Because of global warming, the ice sheet and glaciers are fast melting on the world’s tallest mountain.
Melting ice on the world’s highest mountain can come with unwelcome surprises: dead bodies.
Climbers and tour operators have revealed that the remains of climbers that have lain buried in ice for years or decades are starting to reemerge as warming temperatures are causing ice to melt.
“Because of global warming, the ice sheet and glaciers are fast melting and the dead bodies that remained buried all these years are now becoming exposed,” Ang Tshering Sherpa, a former president of Nepal Mountaineering Association, said. “We have brought down dead bodies of some mountaineers who died in recent years, but the old ones that remained buried are now coming out.”

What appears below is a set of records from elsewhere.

/// Task model
///
/// A task is a personal to-do item owned by exactly one user. Every read and
/// write is scoped by `(id, user_id)`; a task that belongs to someone else is
/// indistinguishable from one that does not exist.
///
/// # Lifecycle
///
/// ```text
/// create → update* → soft delete (is_deleted = TRUE, invisible from then on)
/// ```
///
/// # Schema
///
/// ```sql
/// CREATE TYPE task_status AS ENUM ('pending', 'in_progress', 'completed');
///
/// CREATE TABLE tasks (
///     id UUID PRIMARY KEY DEFAULT gen_random_uuid(),
///     user_id UUID NOT NULL REFERENCES users(id) ON DELETE CASCADE,
///     title VARCHAR(255) NOT NULL,
///     description TEXT,
///     status task_status NOT NULL DEFAULT 'pending',
///     due_date DATE,
///     is_deleted BOOLEAN NOT NULL DEFAULT FALSE,
///     created_at TIMESTAMPTZ NOT NULL DEFAULT NOW(),
///     updated_at TIMESTAMPTZ NOT NULL DEFAULT NOW()
/// );
/// ```

use chrono::{DateTime, NaiveDate, Utc};
use serde::{Deserialize, Serialize};
use std::fmt;
use std::str::FromStr;
use uuid::Uuid;

/// Task progress status
#[derive(Debug, Clone, Copy, PartialEq, Eq, Hash, Default, Serialize, Deserialize, sqlx::Type)]
#[sqlx(type_name = "task_status", rename_all = "snake_case")]
#[serde(rename_all = "snake_case")]
pub enum TaskStatus {
    /// Not started
    #[default]
    Pending,

    /// Being worked on
    InProgress,

    /// Done
    Completed,
}

impl TaskStatus {
    /// All statuses, in declaration order
    pub const ALL: [TaskStatus; 3] = [
        TaskStatus::Pending,
        TaskStatus::InProgress,
        TaskStatus::Completed,
    ];

    /// Converts status to its stored/wire string
    pub fn as_str(&self) -> &'static str {
        match self {
            TaskStatus::Pending => "pending",
            TaskStatus::InProgress => "in_progress",
            TaskStatus::Completed => "completed",
        }
    }
}

impl fmt::Display for TaskStatus {
    fn fmt(&self, f: &mut fmt::Formatter<'_>) -> fmt::Result {
        f.write_str(self.as_str())
    }
}

impl FromStr for TaskStatus {
    type Err = String;

    fn from_str(s: &str) -> Result<Self, Self::Err> {
        TaskStatus::ALL
            .into_iter()
            .find(|status| status.as_str() == s)
            .ok_or_else(|| format!("unknown task status: {}", s))
    }
}

/// Task row
#[derive(Debug, Clone, PartialEq, Serialize, Deserialize, sqlx::FromRow)]
pub struct Task {
    /// Unique task ID
    pub id: Uuid,

    /// Owning user
    pub user_id: Uuid,

    /// Short title, 1-255 characters
    pub title: String,

    /// Optional longer description, up to 5000 characters
    pub description: Option<String>,

    /// Current status
    pub status: TaskStatus,

    /// Optional due date
    pub due_date: Option<NaiveDate>,

    /// Soft delete flag
    pub is_deleted: bool,

    /// When the task was created
    pub created_at: DateTime<Utc>,

    /// When the task was last updated
    pub updated_at: DateTime<Utc>,
}

/// Input for creating a task
///
/// The owner is passed separately so it always comes from the
/// authenticated identity.
#[derive(Debug, Clone, Default)]
pub struct CreateTask {
    pub title: String,
    pub description: Option<String>,
    pub status: Option<TaskStatus>,
    pub due_date: Option<NaiveDate>,
}

/// Partial task update
///
/// Outer `None` leaves the column untouched. For nullable columns,
/// `Some(None)` clears the value.
#[derive(Debug, Clone, Default)]
pub struct UpdateTask {
    pub title: Option<String>,
    pub description: Option<Option<String>>,
    pub status: Option<TaskStatus>,
    pub due_date: Option<Option<NaiveDate>>,
}

/// A single column assignment produced from an [`UpdateTask`]
#[derive(Debug, Clone, PartialEq)]
pub enum TaskChange {
    Title(String),
    Description(Option<String>),
    Status(TaskStatus),
    DueDate(Option<NaiveDate>),
}

impl TaskChange {
    /// Column the change writes to
    pub fn column(&self) -> &'static str {
        match self {
            TaskChange::Title(_) => "title",
            TaskChange::Description(_) => "description",
            TaskChange::Status(_) => "status",
            TaskChange::DueDate(_) => "due_date",
        }
    }

    /// Applies the change to an in-memory task
    pub fn apply(self, task: &mut Task) {
        match self {
            TaskChange::Title(title) => task.title = title,
            TaskChange::Description(description) => task.description = description,
            TaskChange::Status(status) => task.status = status,
            TaskChange::DueDate(due_date) => task.due_date = due_date,
        }
    }
}

impl UpdateTask {
    /// Flattens the update into the list of columns that actually change
    pub fn into_changes(self) -> Vec<TaskChange> {
        let mut changes = Vec::with_capacity(4);

        if let Some(title) = self.title {
            changes.push(TaskChange::Title(title));
        }
        if let Some(description) = self.description {
            changes.push(TaskChange::Description(description));
        }
        if let Some(status) = self.status {
            changes.push(TaskChange::Status(status));
        }
        if let Some(due_date) = self.due_date {
            changes.push(TaskChange::DueDate(due_date));
        }

        changes
    }
}

/// Listing filters shared by `list` and `count`
#[derive(Debug, Clone, Default, PartialEq, Eq)]
pub struct TaskFilter {
    /// Exact status match, compared against the stored string
    ///
    /// An unknown status simply matches nothing.
    pub status: Option<String>,

    /// Case-insensitive substring of the title
    pub search: Option<String>,
}

impl TaskFilter {
    /// Returns true if `task` passes both filters
    pub fn matches(&self, task: &Task) -> bool {
        let status_ok = self
            .status
            .as_deref()
            .map_or(true, |status| task.status.as_str() == status);

        let search_ok = self.search.as_deref().map_or(true, |needle| {
            task.title.to_lowercase().contains(&needle.to_lowercase())
        });

        status_ok && search_ok
    }
}

/// Page window for listings
#[derive(Debug, Clone, Copy, PartialEq, Eq)]
pub struct Page {
    pub limit: i64,
    pub offset: i64,
}

impl Page {
    pub const DEFAULT_LIMIT: i64 = 10;

    /// Number of pages needed for `total` rows at this limit
    pub fn page_count(&self, total: i64) -> i64 {
        if self.limit <= 0 || total <= 0 {
            return 0;
        }
        (total - 1) / self.limit + 1
    }
}

impl Default for Page {
    fn default() -> Self {
        Self {
            limit: Self::DEFAULT_LIMIT,
            offset: 0,
        }
    }
}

Nearly 300 mountaineers have died during attempted ascents to the peak since the first successful ascent in 1953. Around 200 bodies are still believed to be buried under snow and ice around the peak. “Since 2008 my own company has brought down seven dead bodies of some mountaineers, some dating back to a British expedition in the 1970s,” Ang Tshering Sherpa said.
Environmentalists say the ice and snow on Mount Everest are visibly thinning as a result of climate change. “We are really concerned about this because it’s getting worse,” said Sobit Kunwar, an official of Nepal National Mountain Guides Association. “We are trying to spread information about it so that there can be a coordinated way to deal with it.”
Nor is the phenomenon of alarming ice melt limited to Mount Everest. Experts are concerned that in the Himalayas, Siberia and elsewhere melting permafrost could also expose people to deadly pathogens that may have lain dormant for millennia. These so-called zombie pathogens could gain a new lease on life by infecting people and animals that lack immunity to them.
In 2016 a sudden outbreak of anthrax in a part of the tundra in the Yamal Peninsula in Siberia may have been triggered by temperature rises that led to a thawing of permafrost, which then exposed the remains of an anthrax-infected reindeer carcass from 1941. Reindeer began dying in their thousands and several local nomads, including children, also fell ill.